In a recent interview with Reuters, Ukraine’s Central Bank Governor Kyrylo Shevchenko said, “The IMF has always acted as Ukraine’s partner during the war.”
Wars and disasters are like honeypots to greedy capitalists. This was the gist of renowned socialist author Naomi Klein’s famous book The Shock Doctrine. She writes, “Not so long ago, disasters were periods of social levelling, rare moments when atomized communities put divisions aside and pulled together. Increasingly, however, disasters are the opposite: they provide windows into a cruel and ruthlessly divided future in which money and race buy survival.”
The beneficiaries of wars and disasters are mostly multinationals and big companies which salivate for profits. In Sri Lanka, it was largely the mighty Chinese companies that rushed to profit from the corruption-ridden post-war reconstruction process.
Applying Klein’s Disaster Capitalism theory to the Ukraine war, big construction companies of the West or from Russia if Ukraine capitulates to Russia must be ready with plans to make profits from the misery of the Ukrainian people. A conservative estimate puts that the rebuilding cost alone will be around US$ 200 billion at the present destruction level.

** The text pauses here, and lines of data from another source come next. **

// SPDX-License-Identifier: MIT

//! OpenAI-compatible chat-completions client
//!
//! Works against any endpoint speaking the `/chat/completions` dialect
//! (DeepSeek, DashScope compatible mode, OpenAI itself).

use super::{Content, GenerationConfig, Model, Part, Role};
use crate::adk::error::ModelError;
use crate::adk::tool::Tool;
use async_trait::async_trait;
use reqwest::Client;
use serde::{Deserialize, Serialize};
use serde_json::{json, Value};
use std::sync::Arc;

/// Connection settings for an OpenAI-compatible endpoint
#[derive(Debug, Clone, PartialEq, Serialize, Deserialize)]
#[serde(default)]
pub struct OpenAiConfig {
    /// Missing keys only fail when a request is made
    pub api_key: Option<String>,
    pub base_url: String,
    pub model_name: String,
    pub temperature: Option<f32>,
}

impl Default for OpenAiConfig {
    fn default() -> Self {
        Self {
            api_key: None,
            base_url: "https://api.deepseek.com/v1".to_string(),
            model_name: "deepseek-chat".to_string(),
            temperature: Some(0.7),
        }
    }
}

/// Chat model backed by an OpenAI-compatible HTTP API
pub struct OpenAiCompatibleModel {
    client: Client,
    config: OpenAiConfig,
}

impl OpenAiCompatibleModel {
    pub fn new(config: OpenAiConfig) -> Self {
        Self {
            client: Client::new(),
            config,
        }
    }

    pub fn config(&self) -> &OpenAiConfig {
        &self.config
    }

    /// Convert internal Content to OpenAI messages
    ///
    /// A tool content expands to one `tool` message per response part.
    fn content_to_openai_messages(content: &Content) -> Vec<Value> {
        if content.role == Role::Tool {
            return content
                .parts
                .iter()
                .filter_map(|part| match part {
                    Part::FunctionResponse { id, response, .. } => Some(json!({
                        "role": "tool",
                        "tool_call_id": id,
                        "content": match response {
                            Value::String(s) => s.clone(),
                            other => other.to_string(),
                        }
                    })),
                    _ => None,
                })
                .collect();
        }

        let role = match content.role {
            Role::System => "system",
            Role::User => "user",
            Role::Model | Role::Tool => "assistant",
        };

        let mut tool_calls = Vec::new();
        let mut text_content = String::new();
        for part in &content.parts {
            match part {
                Part::Text(t) => text_content.push_str(t),
                Part::FunctionCall { id, name, args } => tool_calls.push(json!({
                    "id": id,
                    "type": "function",
                    "function": {
                        "name": name,
                        "arguments": args.to_string()
                    }
                })),
                Part::FunctionResponse { .. } => {}
            }
        }

        if tool_calls.is_empty() {
            vec![json!({ "role": role, "content": text_content })]
        } else {
            vec![json!({
                "role": role,
                "content": if text_content.is_empty() { Value::Null } else { json!(text_content) },
                "tool_calls": tool_calls
            })]
        }
    }

    fn tools_to_openai_format(tools: &[Arc<dyn Tool>]) -> Vec<Value> {
        tools
            .iter()
            .map(|t| {
                json!({
                    "type": "function",
                    "function": {
                        "name": t.name(),
                        "description": t.description(),
                        "parameters": t.schema()
                    }
                })
            })
            .collect()
    }

    fn parse_openai_response(response: &Value) -> Result<Content, ModelError> {
        let message = response["choices"]
            .as_array()
            .and_then(|c| c.first())
            .map(|choice| &choice["message"])
            .ok_or_else(|| ModelError::InvalidResponse("no choices in response".to_string()))?;

        let mut parts = Vec::new();
        if let Some(text) = message["content"].as_str() {
            if !text.is_empty() {
                parts.push(Part::Text(text.to_string()));
            }
        }

        if let Some(tool_calls) = message["tool_calls"].as_array() {
            for (i, tc) in tool_calls.iter().enumerate() {
                let name = tc["function"]["name"]
                    .as_str()
                    .ok_or_else(|| ModelError::InvalidResponse("tool call without name".to_string()))?
                    .to_string();
                let id = tc["id"]
                    .as_str()
                    .map(str::to_string)
                    .unwrap_or_else(|| format!("call_{i}"));
                let raw_args = tc["function"]["arguments"].as_str().unwrap_or("{}");
                let args = serde_json::from_str(raw_args).map_err(|e| {
                    ModelError::InvalidResponse(format!("arguments of '{name}': {e}"))
                })?;
                parts.push(Part::FunctionCall { id, name, args });
            }
        }

        Ok(Content::new(Role::Model, parts))
    }

    fn request_body(
        &self,
        history: &[Content],
        config: Option<&GenerationConfig>,
        tools: Option<&[Arc<dyn Tool>]>,
    ) -> Value {
        let messages: Vec<Value> = history
            .iter()
            .flat_map(Self::content_to_openai_messages)
            .collect();

        let mut body = json!({
            "model": self.config.model_name,
            "messages": messages
        });

        let temperature = config
            .and_then(|c| c.temperature)
            .or(self.config.temperature);
        if let Some(temp) = temperature {
            body["temperature"] = json!(temp);
        }
        if let Some(cfg) = config {
            if let Some(max_tokens) = cfg.max_output_tokens {
                body["max_tokens"] = json!(max_tokens);
            }
            if let Some(top_p) = cfg.top_p {
                body["top_p"] = json!(top_p);
            }
        }

        if let Some(tools) = tools.filter(|t| !t.is_empty()) {
            body["tools"] = json!(Self::tools_to_openai_format(tools));
            body["tool_choice"] = json!("auto");
        }
        body
    }
}

#[async_trait]
impl Model for OpenAiCompatibleModel {
    async fn generate_content(
        &self,
        history: &[Content],
        config: Option<&GenerationConfig>,
        tools: Option<&[Arc<dyn Tool>]>,
    ) -> Result<Content, ModelError> {
        let api_key = self
            .config
            .api_key
            .as_deref()
            .ok_or_else(|| ModelError::ApiKeyMissing(self.config.base_url.clone()))?;

        let url = format!("{}/chat/completions", self.config.base_url.trim_end_matches('/'));
        let body = self.request_body(history, config, tools);
        log::debug!("Chat request to {}: {}", url, body);

        let resp = self
            .client
            .post(&url)
            .bearer_auth(api_key)
            .json(&body)
            .send()
            .await?;

        let status = resp.status();
        if !status.is_success() {
            let message = resp.text().await?;
            return Err(ModelError::Api {
                status: status.as_u16(),
                message,
            });
        }

        let resp_json: Value = resp.json().await?;
        log::debug!("Chat response: {}", resp_json);
        Self::parse_openai_response(&resp_json)
    }
}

Already the Western arms industry is making a killing from the Ukraine war. It is not perturbed by warnings that the war is unleashing an international disaster in the form of a global food crisis that could cause economic genocide in poor nations.

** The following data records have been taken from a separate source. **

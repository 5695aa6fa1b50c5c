// SPDX-License-Identifier: MIT

//! Agent development kit: the collaborator seams the workflow engine consumes
//!
//! - [`model`] - chat model trait, message types and the OpenAI-compatible client
//! - [`tool`] - tool trait invoked by agents
//! - [`error`] - typed errors shared across the crate

pub mod error;
pub mod model;
pub mod tool;
// SPDX-License-Identifier: MIT

//! Checkpoint persistence for resumable conversation threads

use async_trait::async_trait;
use chrono::{DateTime, Utc};
use serde::{Deserialize, Serialize};
use serde_json::Value;
use std::collections::{HashMap, VecDeque};
use tokio::sync::RwLock;
use uuid::Uuid;

use crate::adk::error::BoxError;

/// Snapshot of a thread's state after one step
#[derive(Debug, Clone, Serialize, Deserialize, PartialEq)]
pub struct Checkpoint {
    pub id: Uuid,
    pub thread_id: String,
    /// Step whose update produced this state
    pub step: String,
    pub state: Value,
    pub created_at: DateTime<Utc>,
}

impl Checkpoint {
    pub fn new(thread_id: impl Into<String>, step: impl Into<String>, state: Value) -> Self {
        Self {
            id: Uuid::new_v4(),
            thread_id: thread_id.into(),
            step: step.into(),
            state,
            created_at: Utc::now(),
        }
    }
}

/// Storage backend for checkpoints, keyed by thread id
#[async_trait]
pub trait Checkpointer: Send + Sync {
    /// Latest checkpoint of a thread, if any
    async fn load(&self, thread_id: &str) -> Result<Option<Checkpoint>, BoxError>;

    async fn save(&self, checkpoint: Checkpoint) -> Result<(), BoxError>;
}

/// Checkpoints kept per thread by [`InMemoryCheckpointer::new`]
pub const DEFAULT_HISTORY_LIMIT: usize = 16;

/// Process-local checkpointer; history is lost on exit
///
/// Each thread keeps at most `history_limit` checkpoints, dropping the oldest.
pub struct InMemoryCheckpointer {
    threads: RwLock<HashMap<String, VecDeque<Checkpoint>>>,
    history_limit: usize,
}

impl Default for InMemoryCheckpointer {
    fn default() -> Self {
        Self::with_history_limit(DEFAULT_HISTORY_LIMIT)
    }
}

impl InMemoryCheckpointer {
    pub fn new() -> Self {
        Self::default()
    }

    /// Keep at most `limit` checkpoints per thread (at least one)
    pub fn with_history_limit(limit: usize) -> Self {
        Self {
            threads: RwLock::new(HashMap::new()),
            history_limit: limit.max(1),
        }
    }

    /// Retained checkpoints of a thread, oldest first
    pub async fn history(&self, thread_id: &str) -> Vec<Checkpoint> {
        let threads = self.threads.read().await;
        threads
            .get(thread_id)
            .map(|h| h.iter().cloned().collect())
            .unwrap_or_default()
    }

    pub async fn thread_ids(&self) -> Vec<String> {
        let threads = self.threads.read().await;
        let mut ids: Vec<String> = threads.keys().cloned().collect();
        ids.sort();
        ids
    }
}

#[async_trait]
impl Checkpointer for InMemoryCheckpointer {
    async fn load(&self, thread_id: &str) -> Result<Option<Checkpoint>, BoxError> {
        let threads = self.threads.read().await;
        Ok(threads.get(thread_id).and_then(|h| h.back()).cloned())
    }

    async fn save(&self, checkpoint: Checkpoint) -> Result<(), BoxError> {
        let mut threads = self.threads.write().await;
        let history = threads.entry(checkpoint.thread_id.clone()).or_default();
        history.push_back(checkpoint);
        while history.len() > self.history_limit {
            history.pop_front();
        }
        Ok(())
    }
}

#[cfg(test)]
mod tests {
    use super::*;
    use crate::kinetic::workflow::graph::{step_fn, ExecutorConfig, RunConfig, StateGraph, END, START};
    use crate::kinetic::workflow::state::{
        FieldType, ReducerType, StateFieldDef, StateSchema, StateUpdate, WorkflowState,
    };
    use serde_json::json;
    use std::sync::Arc;

    #[tokio::test]
    async fn test_load_returns_latest() {
        let store = InMemoryCheckpointer::new();
        assert!(store.load("t1").await.unwrap().is_none());

        store.save(Checkpoint::new("t1", "a", json!({"n": 1}))).await.unwrap();
        store.save(Checkpoint::new("t1", "b", json!({"n": 2}))).await.unwrap();
        store.save(Checkpoint::new("t2", "a", json!({"n": 9}))).await.unwrap();

        let latest = store.load("t1").await.unwrap().unwrap();
        assert_eq!(latest.step, "b");
        assert_eq!(latest.state, json!({"n": 2}));
        assert_eq!(store.history("t1").await.len(), 2);
        assert_eq!(store.thread_ids().await, vec!["t1", "t2"]);
    }

    #[tokio::test]
    async fn test_history_is_capped_per_thread() {
        let store = InMemoryCheckpointer::with_history_limit(3);
        for n in 0..10 {
            store
                .save(Checkpoint::new("long", format!("s{n}"), json!({"n": n})))
                .await
                .unwrap();
        }

        let steps: Vec<String> = store
            .history("long")
            .await
            .into_iter()
            .map(|c| c.step)
            .collect();
        assert_eq!(steps, vec!["s7", "s8", "s9"]);
        assert_eq!(store.load("long").await.unwrap().unwrap().state, json!({"n": 9}));

        let single = InMemoryCheckpointer::with_history_limit(0);
        single.save(Checkpoint::new("t", "a", json!(1))).await.unwrap();
        single.save(Checkpoint::new("t", "b", json!(2))).await.unwrap();
        assert_eq!(single.history("t").await.len(), 1);
    }

    #[tokio::test]
    async fn test_graph_resumes_thread_state() {
        let store = Arc::new(InMemoryCheckpointer::new());
        let schema = StateSchema::new().field(
            "messages",
            StateFieldDef::new(FieldType::Array).reducer(ReducerType::Append),
        );
        let graph = StateGraph::new("echo", schema)
            .add_step(
                "echo",
                step_fn(|state: WorkflowState| async move {
                    let seen = state.len_of("messages");
                    Ok(StateUpdate::new().set("messages", json!([format!("seen {seen}")])))
                }),
            )
            .add_edge(START, "echo")
            .add_edge("echo", END)
            .compile_with(ExecutorConfig::default(), Some(store.clone()))
            .unwrap();

        let thread = RunConfig::thread("alice");
        graph
            .run_with(StateUpdate::new().set("messages", json!(["hi"])), &thread)
            .await
            .unwrap();
        let second = graph
            .run_with(StateUpdate::new().set("messages", json!(["again"])), &thread)
            .await
            .unwrap();

        assert_eq!(
            second.get("messages"),
            Some(&json!(["hi", "seen 1", "again", "seen 3"]))
        );
        assert_eq!(store.history("alice").await.len(), 2);

        // Runs without a thread id neither read nor write checkpoints
        let fresh = graph.run(StateUpdate::new()).await.unwrap();
        assert_eq!(fresh.get("messages"), Some(&json!(["seen 0"])));
        assert_eq!(store.thread_ids().await, vec!["alice"]);
    }
}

When countries were opening up after more than two years of lockdowns due to the Covid-19 pandemic, the last thing the suffering people all over the world want is a war that can disrupt food and fertilizer supply chains, shoot up food and energy prices, and slow down economic growth. But this is exactly what is happening now. The Ukraine war could have been averted, if only the West had set aside its geopolitical agendas, understood Russia’s security worries, and thought altruistically about the welfare of suffering people, especially in vulnerable nations.

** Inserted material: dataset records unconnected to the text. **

// SPDX-License-Identifier: MIT

//! Interactive line-based chat loop

use std::fmt::Display;
use std::future::Future;
use tokio::io::{AsyncBufRead, AsyncBufReadExt, AsyncWrite, AsyncWriteExt};

const EXIT_COMMANDS: [&str; 3] = ["quit", "exit", "bye"];

/// `quit`, `exit` or `bye`, ignoring case and surrounding whitespace
pub fn is_exit_command(line: &str) -> bool {
    let line = line.trim();
    EXIT_COMMANDS.iter().any(|cmd| line.eq_ignore_ascii_case(cmd))
}

/// Read one turn per line and write the reply of `respond`
///
/// The loop ends on an exit command or end of input. A failing turn is
/// reported and the loop continues.
pub async fn run_chat_loop<R, W, F, Fut, E>(
    input: R,
    mut output: W,
    mut respond: F,
) -> std::io::Result<()>
where
    R: AsyncBufRead + Unpin,
    W: AsyncWrite + Unpin,
    F: FnMut(String) -> Fut,
    Fut: Future<Output = Result<String, E>>,
    E: Display,
{
    let mut lines = input.lines();
    output
        .write_all(b"Type your message, or quit/exit/bye to leave\n")
        .await?;

    loop {
        output.write_all(b"User: ").await?;
        output.flush().await?;

        let Some(line) = lines.next_line().await? else {
            break;
        };
        if is_exit_command(&line) {
            output.write_all(b"Goodbye!\n").await?;
            break;
        }
        let turn = line.trim().to_string();
        if turn.is_empty() {
            continue;
        }

        match respond(turn.clone()).await {
            Ok(reply) => {
                output
                    .write_all(format!("Assistant: {reply}\n").as_bytes())
                    .await?
            }
            Err(e) => {
                log::error!("Chat turn failed: {}", e);
                output
                    .write_all(format!("'{turn}' failed: {e}\n").as_bytes())
                    .await?
            }
        }
    }

    output.flush().await
}
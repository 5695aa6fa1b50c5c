// SPDX-License-Identifier: MIT

use async_trait::async_trait;
use serde_json::Value;

use crate::adk::error::ToolError;

/// Trait for tools that can be called by agents.
///
/// `name()`, `description()` and `schema()` return borrowed data; implementations
/// keep them in struct fields or `Lazy` statics.
#[async_trait]
pub trait Tool: Send + Sync {
    /// Returns the tool name (must be unique within a registry)
    fn name(&self) -> &str;

    /// Returns a human-readable description of what the tool does
    fn description(&self) -> &str;

    /// Returns the JSON schema for the tool's input parameters
    fn schema(&self) -> &Value;

    /// Execute the tool with the given arguments
    async fn execute(&self, args: Value) -> Result<Value, ToolError>;
}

Instead of channelling billions of dollars required to bail out nations suffering from economic hardships or alleviate global poverty, the West is pumping money into Ukraine’s war effort. On Wednesday, United States President Joe Biden pledged an additional $3 billion worth of weapons to Ukraine, taking the total US military aid and other assistance to that nation since the start of the war to US$ 50 billion. The amount will be much higher if we were to include the assistance provided by Washington’s western allies. The war chest swells while in the West people complain of the rising cost of living and energy prices. Certainly, food and energy prices would have been much less, if the West had not triggered the war. Yes, the Ukraine war did not start in February this year with Russia’s invasion. It began with the West-engineered 2014 coup which ousted Ukraine’s pro-Kremlin President.
It appears Western leaders have mixed up priorities when they put geopolitics ahead of moves to alleviate hunger and economic hardships.